On 2025-03-20 Th 7:26 PM, Andres Freund wrote:
> Hi,
>
> On 2025-03-20 17:08:54 -0400, Tom Lane wrote:
>> Bruce Momjian <bruce@momjian.us> writes:
>>> On Thu, Mar 20, 2025 at 01:33:26PM -0700, Jacob Champion wrote:
>>>> So one question for the collective is -- putting Curl itself aside --
>>>> is having a basic-but-usable OAuth flow, out of the box, worth the
>>>> costs of a generic HTTP client?
>>> One observation is that security scanning tools are going to see the
>>> curl dependency and look at any CSVs related to them and ask us, whether
>>> they are using OAUTH or not.
>> Yes.  Also, none of this has addressed my complaint about the extent
>> of the build and install dependencies.  Yes, simply not selecting
>> --with-libcurl removes the problem ... but most packagers are under
>> very heavy pressure to enable all features of a package.
> How about we provide the current libpq.so without linking to curl and also a
> libpq-oauth.so that has curl support?
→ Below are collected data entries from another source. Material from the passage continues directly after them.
//! CSV import.
//!
//! Rows are planned against the roster with a pure function per mode
//! ([`plan_merge`], [`plan_replace`]) and only then applied and saved, so a
//! rejected CSV never leaves the roster half-updated.

use std::fs::File;
use std::io::{ErrorKind, Read};
use std::path::Path;

use tracing::{debug, info, warn};

use crate::error::Result;
use crate::model::Student;
use crate::storage;
use crate::store::Store;
use crate::sync::allocate::{MergeAllocator, ReplaceAllocator};
use crate::sync::parse::{parse_age, parse_full_time, parse_id, parse_name};
use crate::sync::types::{CsvRow, ImportMode, ImportOutcome, ImportStats};

/// Importer for CSV files.
///
/// Reads a CSV, refreshes the roster from its data file, reconciles the
/// rows according to the import mode, and saves the result.
pub struct Importer<'a> {
    store: &'a mut Store,
    data_path: &'a Path,
    mode: ImportMode,
}

impl<'a> Importer<'a> {
    /// Create a new importer for the roster saved at `data_path`.
    #[must_use]
    pub fn new(store: &'a mut Store, data_path: &'a Path, mode: ImportMode) -> Self {
        Self {
            store,
            data_path,
            mode,
        }
    }

    /// Import the CSV at `csv_path`.
    ///
    /// A missing or empty CSV is reported through [`ImportOutcome`] and
    /// leaves both the roster and the data file untouched.
    ///
    /// # Errors
    ///
    /// Returns an error if the CSV cannot be read or parsed as CSV, or if
    /// the data file cannot be read or written.
    pub fn import(&mut self, csv_path: &Path) -> Result<ImportOutcome> {
        let file = match File::open(csv_path) {
            Ok(file) => file,
            Err(e) if e.kind() == ErrorKind::NotFound => {
                warn!(path = %csv_path.display(), "CSV not found");
                return Ok(ImportOutcome::NotFound(csv_path.to_path_buf()));
            }
            Err(e) => return Err(e.into()),
        };

        let rows = read_rows(file)?;
        if rows.is_empty() {
            warn!(path = %csv_path.display(), "CSV empty");
            return Ok(ImportOutcome::Empty(csv_path.to_path_buf()));
        }

        storage::refresh(self.store, self.data_path)?;

        let (students, mut stats) = match self.mode {
            ImportMode::Merge => plan_merge(self.store, &rows),
            ImportMode::Replace => plan_replace(&rows),
        };

        match self.mode {
            ImportMode::Merge => {
                for student in students {
                    self.store.push(student);
                }
            }
            ImportMode::Replace => self.store.replace_sorted(students),
        }
        stats.total = self.store.len();

        storage::save(self.store, self.data_path)?;

        if stats.coercions() > 0 {
            warn!(
                ids_reassigned = stats.ids_reassigned,
                names_generated = stats.names_generated,
                ages_defaulted = stats.ages_defaulted,
                "Some CSV fields were coerced"
            );
        }
        info!(
            path = %csv_path.display(),
            mode = %self.mode,
            imported = stats.imported,
            total = stats.total,
            "Import complete"
        );

        Ok(ImportOutcome::Imported(stats))
    }
}

/// Read every data row of a CSV with an `id,name,age,full-time` header.
///
/// Rows may be shorter than the header; missing fields read as `None`.
///
/// # Errors
///
/// Returns an error if the input is not valid UTF-8 CSV.
pub fn read_rows<R: Read>(reader: R) -> Result<Vec<CsvRow>> {
    let mut csv_reader = csv::ReaderBuilder::new()
        .flexible(true)
        .from_reader(reader);

    let mut rows = Vec::new();
    for result in csv_reader.deserialize() {
        let row: CsvRow = result?;
        rows.push(row);
    }
    debug!(rows = rows.len(), "Read CSV rows");
    Ok(rows)
}

/// Plan a merge: one new student per row, with ids that do not collide
/// with `store` or with each other.
///
/// Placeholder names use the row's resolved id.
#[must_use]
pub fn plan_merge(store: &Store, rows: &[CsvRow]) -> (Vec<Student>, ImportStats) {
    let mut alloc = MergeAllocator::for_store(store);
    let mut stats = ImportStats::new(ImportMode::Merge);

    let students = rows
        .iter()
        .map(|row| merge_row(&mut alloc, &mut stats, row))
        .collect();

    (students, stats)
}

/// Plan a replace: one student per row, ids unique within the batch.
///
/// Placeholder names use the allocator's candidate counter as it stood
/// before the row's id was resolved, which can differ from the id the row
/// finally gets. The returned list is in row order; sorting happens when it
/// is applied.
#[must_use]
pub fn plan_replace(rows: &[CsvRow]) -> (Vec<Student>, ImportStats) {
    let mut alloc = ReplaceAllocator::new();
    let mut stats = ImportStats::new(ImportMode::Replace);

    let students = rows
        .iter()
        .map(|row| replace_row(&mut alloc, &mut stats, row))
        .collect();

    (students, stats)
}

fn merge_row(alloc: &mut MergeAllocator, stats: &mut ImportStats, row: &CsvRow) -> Student {
    let id = alloc.resolve(parse_id(row.id.as_deref()));
    let id_value = *id.value();
    let name = parse_name(row.name.as_deref(), id_value);
    let age = parse_age(row.age.as_deref());
    let full_time = parse_full_time(row.full_time.as_deref());

    tally(stats, id.is_defaulted(), name.is_defaulted(), age.is_defaulted());
    Student::new(id.into_inner(), name.into_inner(), age.into_inner(), full_time)
}

fn replace_row(alloc: &mut ReplaceAllocator, stats: &mut ImportStats, row: &CsvRow) -> Student {
    let name = parse_name(row.name.as_deref(), alloc.placeholder_id());
    let age = parse_age(row.age.as_deref());
    let full_time = parse_full_time(row.full_time.as_deref());
    let id = alloc.resolve(parse_id(row.id.as_deref()));

    tally(stats, id.is_defaulted(), name.is_defaulted(), age.is_defaulted());
    Student::new(id.into_inner(), name.into_inner(), age.into_inner(), full_time)
}

fn tally(stats: &mut ImportStats, id: bool, name: bool, age: bool) {
    stats.imported += 1;
    stats.ids_reassigned += usize::from(id);
    stats.names_generated += usize::from(name);
    stats.ages_defaulted += usize::from(age);
}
If we do it right libpq-oauth.so would
> itself link to libpq.so, making libpq-oauth.so a fairly small library.
>
> That way packagers can split libpq-oauth.so into a separate package, while
> still just building once.
>
> That'd be a bit of work on the buildsystem side, but it seems doable.
>

That certainly seems worth exploring.


>>  From what's been said here, only a small minority of users are likely
>> to have any interest in this feature.  So my answer to "is it worth
>> the cost" is no, and would be no even if I had a lower estimate of
>> the costs.
> I think this is likely going to be rather widely used, way more widely than
> e.g. kerberos or ldap support in libpq. My understanding is that there's a
> fair bit of pressure in lots of companies to centralize authentication towards
> centralized systems, even for server applications.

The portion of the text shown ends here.